SLOW NO
London, England : 1988
120 hour durational performance/installation at A.I.R. Gallery.
11-15 May 1988
This performance/installation saw MacLennan placing and displacing coffins – two adult sized, one child – in a room carpeted by turf and with 32 doors attached to its walls. Dressed in black, and with a length of scrim tucked under a balaclava, MacLennan drew gloves with charcoal between the doors – using the end of the scrim for wiping and smearing the charcoal.
Scattered atop the turf were an array of other objects – a butcher boy bicycle, flowers, a watering can, gravestones. Above them hung a myriad of rope nooses – tied to hover just slightly above the grassy floor.
This performance took place in an upstairs room, while a downstairs space displayed a exhibition of 20 of MacLennan’s drawings, installed such that the viewer had to engage with them close up. Both installations were viewable to the public from the 11th to the 18th of May.
Two statements accompanied the installations:
‘Slow No is about societal wounding and potential healing. The work plays on notions of opposition: location-dislocation / placement-displacement / time being-time edited. Its underlying issues are political, social and cultural. Art can heal wounds within and without the self. The effects of physical wounds are obvious enough but spiritual, religious, psychological, political, social and cultural wounds often defy appearance. They stem from partial or fragmented systems of understanding and affect every aspect of our lives.
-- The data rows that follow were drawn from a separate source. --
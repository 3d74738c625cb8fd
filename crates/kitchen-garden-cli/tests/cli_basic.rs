//! Basic CLI E2E tests.
//!
//! Each test runs the binary against its own temporary HOME so data and
//! config never leak between tests or into the developer's machine.

use std::path::Path;
use std::process::{Command, Stdio};
use std::thread;
use std::time::{Duration, Instant};

use serde_json::Value;
use tempfile::TempDir;

/// Run a CLI command and return (stdout, stderr, exit code).
fn run_cli(home: &Path, args: &[&str]) -> (String, String, i32) {
    let output = Command::new(env!("CARGO_BIN_EXE_kitchen-garden"))
        .args(args)
        .env("HOME", home)
        .env_remove("KITCHEN_GARDEN_ENV")
        .env_remove("KITCHEN_GARDEN_LOG")
        .output()
        .expect("Failed to execute CLI command");

    let stdout = String::from_utf8_lossy(&output.stdout).to_string();
    let stderr = String::from_utf8_lossy(&output.stderr).to_string();
    let code = output.status.code().unwrap_or(-1);

    (stdout, stderr, code)
}

fn run_ok(home: &Path, args: &[&str]) -> String {
    let (stdout, stderr, code) = run_cli(home, args);
    assert_eq!(code, 0, "{args:?} failed: {stderr}");
    stdout
}

fn run_json(home: &Path, args: &[&str]) -> Value {
    let stdout = run_ok(home, args);
    serde_json::from_str(&stdout).unwrap_or_else(|e| panic!("{args:?} printed non-JSON ({e}): {stdout}"))
}

#[test]
fn config_get_set_and_reset() {
    let home = TempDir::new().unwrap();
    let home = home.path();

    assert_eq!(run_ok(home, &["config", "get", "pomodoro.total_work_sessions"]).trim(), "4");
    run_ok(home, &["config", "set", "clipboard.max_items", "20"]);
    assert_eq!(run_ok(home, &["config", "get", "clipboard.max_items"]).trim(), "20");

    let list = run_json(home, &["config", "list"]);
    assert_eq!(list["clipboard"]["max_items"], 20);

    run_ok(home, &["config", "reset"]);
    assert_eq!(run_ok(home, &["config", "get", "clipboard.max_items"]).trim(), "100");
}

#[test]
fn config_rejects_unknown_key() {
    let home = TempDir::new().unwrap();
    let (_, stderr, code) = run_cli(home.path(), &["config", "set", "pomodoro.colour", "red"]);
    assert_eq!(code, 1);
    assert!(stderr.contains("error:"));
}

#[test]
fn task_lifecycle() {
    let home = TempDir::new().unwrap();
    let home = home.path();

    let task = run_json(home, &["task", "create", "Write report", "--tags", "work, urgent", "--priority", "high"]);
    let id = task["id"].as_str().unwrap().to_string();
    assert_eq!(task["priority"], "high");
    assert_eq!(task["tags"].as_array().unwrap().len(), 2);

    let moved = run_json(home, &["task", "status", &id, "in-progress"]);
    assert_eq!(moved["status"], "in_progress");

    let listed = run_json(home, &["task", "list", "--status", "in-progress"]);
    assert_eq!(listed.as_array().unwrap().len(), 1);
    let listed = run_json(home, &["task", "list", "--status", "completed"]);
    assert!(listed.as_array().unwrap().is_empty());

    let detail = run_json(home, &["task", "get", &id]);
    assert_eq!(detail["task"]["title"], "Write report");
    assert_eq!(detail["overdue"], false);

    run_ok(home, &["task", "delete", &id]);
    let (_, _, code) = run_cli(home, &["task", "delete", &id]);
    assert_eq!(code, 1);
}

#[test]
fn task_list_filters_by_priority() {
    let home = TempDir::new().unwrap();
    let home = home.path();

    run_ok(home, &["task", "create", "Inbox zero"]);
    run_ok(home, &["task", "create", "Fix outage", "--priority", "high"]);
    run_ok(home, &["task", "create", "Plan sprint", "--priority", "high"]);

    let high = run_json(home, &["task", "list", "--priority", "high"]);
    assert_eq!(high.as_array().unwrap().len(), 2);
    let none = run_json(home, &["task", "list", "--priority", "none"]);
    assert_eq!(none[0]["title"], "Inbox zero");
    assert!(run_json(home, &["task", "list", "--priority", "low"]).as_array().unwrap().is_empty());

    let (_, stderr, code) = run_cli(home, &["task", "list", "--priority", "urgent"]);
    assert_eq!(code, 1);
    assert!(stderr.contains("unknown priority"));
}

#[test]
fn task_edit_changes_fields_and_bumps_updated_at() {
    let home = TempDir::new().unwrap();
    let home = home.path();

    let task = run_json(home, &["task", "create", "Draft", "--tags", "work"]);
    let id = task["id"].as_str().unwrap().to_string();
    thread::sleep(Duration::from_millis(20));

    let edited = run_json(
        home,
        &[
            "task", "edit", &id,
            "--title", "Final draft",
            "--tags", "work, writing",
            "--priority", "medium",
            "--deadline", "2030-03-01T17:00:00Z",
        ],
    );
    assert_eq!(edited["title"], "Final draft");
    assert_eq!(edited["tags"].as_array().unwrap().len(), 2);
    assert_eq!(edited["priority"], "medium");
    assert_eq!(edited["deadline"], "2030-03-01T17:00:00Z");
    assert_eq!(edited["created_at"], task["created_at"]);
    assert_ne!(edited["updated_at"], task["updated_at"]);

    let cleared = run_json(home, &["task", "edit", &id, "--clear-deadline"]);
    assert!(cleared["deadline"].is_null());
    assert_eq!(run_json(home, &["task", "get", &id])["task"]["title"], "Final draft");

    let (_, stderr, code) = run_cli(home, &["task", "edit", &id]);
    assert_eq!(code, 1);
    assert!(stderr.contains("nothing to edit"));
}

#[test]
fn clipboard_add_pin_and_search() {
    let home = TempDir::new().unwrap();
    let home = home.path();

    let first = run_ok(home, &["clipboard", "add", "hello world"]).trim().to_string();
    run_ok(home, &["clipboard", "add", "https://example.com"]);
    // Same content again refreshes instead of duplicating.
    assert_eq!(run_ok(home, &["clipboard", "add", "hello world"]).trim(), first);

    let list = run_json(home, &["clipboard", "list"]);
    assert_eq!(list.as_array().unwrap().len(), 2);

    assert_eq!(run_ok(home, &["clipboard", "pin", &first]).trim(), "pinned");
    let list = run_json(home, &["clipboard", "list"]);
    assert_eq!(list[0]["id"], first.as_str());
    assert_eq!(list[0]["pinned_order"], 0);
    assert_eq!(list[0]["hotkey"], "⌘1");
    assert_eq!(list[1]["content_type"], "url");
    assert_eq!(list[1]["hotkey"], "⌘4");

    let hits = run_json(home, &["clipboard", "search", "HELLO"]);
    assert_eq!(hits.as_array().unwrap().len(), 1);

    assert_eq!(run_ok(home, &["clipboard", "pin", &first]).trim(), "unpinned");
    run_ok(home, &["clipboard", "delete", &first]);
    assert_eq!(run_json(home, &["clipboard", "list"]).as_array().unwrap().len(), 1);

    assert_eq!(run_ok(home, &["clipboard", "clear"]).trim(), "removed 1 entries");
}

#[test]
fn clipboard_rejects_bad_ids() {
    let home = TempDir::new().unwrap();
    let (_, stderr, code) = run_cli(home.path(), &["clipboard", "pin", "not-a-uuid"]);
    assert_eq!(code, 1);
    assert!(stderr.contains("invalid id"));
}

#[test]
fn timer_commands_persist_state() {
    let home = TempDir::new().unwrap();
    let home = home.path();

    let status = run_json(home, &["timer", "status"]);
    assert_eq!(status["type"], "state_snapshot");
    assert_eq!(status["phase"], "idle");
    assert_eq!(status["remaining_ms"], 1_500_000);

    let started = run_json(home, &["timer", "start"]);
    assert_eq!(started["type"], "timer_started");
    assert_eq!(started["phase"], "work");

    assert_eq!(run_json(home, &["timer", "pause"])["type"], "timer_paused");
    assert_eq!(run_json(home, &["timer", "status"])["phase"], "work_paused");
    assert_eq!(run_json(home, &["timer", "resume"])["type"], "timer_resumed");

    let completed = run_json(home, &["timer", "complete"]);
    assert_eq!(completed["type"], "phase_completed");
    assert_eq!(completed["next"], "break");
    assert_eq!(completed["work_session"], 2);

    let stats = run_json(home, &["stats", "summary"]);
    assert_eq!(stats["total_sessions"], 1);

    assert_eq!(run_json(home, &["timer", "skip-break"])["next"], "work");
    assert_eq!(run_json(home, &["timer", "reset"])["type"], "timer_reset");
    assert_eq!(run_json(home, &["timer", "status"])["phase"], "idle");
}

#[test]
fn timer_set_clamps_and_links_task() {
    let home = TempDir::new().unwrap();
    let home = home.path();

    let task = run_json(home, &["task", "create", "Deep work"]);
    let id = task["id"].as_str().unwrap();

    let settings = run_json(home, &["timer", "set", "--work", "10", "--sessions", "1", "--task", id]);
    assert_eq!(settings["work_duration_secs"], 60);
    assert_eq!(settings["total_work_sessions"], 1);
    assert_eq!(settings["task_title"], "Deep work");

    run_ok(home, &["timer", "start"]);
    let done = run_json(home, &["timer", "complete"]);
    assert_eq!(done["type"], "cycle_completed");

    let sessions = run_json(home, &["stats", "sessions", "--task", id]);
    assert_eq!(sessions.as_array().unwrap().len(), 1);
}

#[test]
fn timer_run_yields_to_reset_from_another_terminal() {
    let home = TempDir::new().unwrap();
    let home = home.path();
    run_ok(home, &["timer", "set", "--work", "60", "--sessions", "1"]);

    let mut child = Command::new(env!("CARGO_BIN_EXE_kitchen-garden"))
        .args(["timer", "run"])
        .env("HOME", home)
        .env_remove("KITCHEN_GARDEN_ENV")
        .env_remove("KITCHEN_GARDEN_LOG")
        .stdout(Stdio::null())
        .stderr(Stdio::null())
        .spawn()
        .expect("Failed to spawn timer run");

    // Wait for the foreground loop to own a running cycle.
    let deadline = Instant::now() + Duration::from_secs(10);
    while run_json(home, &["timer", "status"])["phase"] != "work_running" {
        assert!(Instant::now() < deadline, "timer run never started");
        thread::sleep(Duration::from_millis(100));
    }
    thread::sleep(Duration::from_secs(1));
    assert_eq!(run_json(home, &["timer", "reset"])["type"], "timer_reset");

    let deadline = Instant::now() + Duration::from_secs(15);
    let status = loop {
        if let Some(status) = child.try_wait().unwrap() {
            break status;
        }
        if Instant::now() > deadline {
            child.kill().ok();
            child.wait().ok();
            panic!("timer run kept going after reset");
        }
        thread::sleep(Duration::from_millis(100));
    };
    assert!(status.success());

    assert_eq!(run_json(home, &["timer", "status"])["phase"], "idle");
    let sessions = run_json(home, &["stats", "sessions"]);
    assert!(sessions.as_array().unwrap().is_empty());
}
In splitting our thinking, we split our world… We hide what we show and show what we hide…’
‘Double standards operate throughout political and legal systems at home and abroad, as do human exploitation and extreme prejudice against those whose religious, political and economic views differ from our own. Witness recent events in Belfast, Afghanistan, Central America and London. A fractured, splintered world “mirror-images” thinking. We are alienated from self and other. We chase effects without considering precipitating “cause”. Political, social and cultural dilemmas erupt around us. Worlds of ethics and aesthetics don’t even meet. Mostly we live in reactionary ruts. We clear scrap from the yard but not our thinking. We’re trapped by culturally inflicted (and self accepted) views of identity and meaning. “Choices” are made with partial reliance on “hand-me-down” beliefs. Whether we seem or ARE boxed in, many are “cut-off” from wholeness of living. The predicament is private and public. By vicarious “escape” we avoid the anchor and probing of conscience. We direct the blame ELSEWHERE (but not to our doorstep). There are massive discrepancies between our ideologies and Actuality. We need to FACE UP to self-made contradictions, not run… As a timely reminder beats towards stop, language is rope. OVERtalk and be hung. ART’s TO RECONCILE to make “one”.’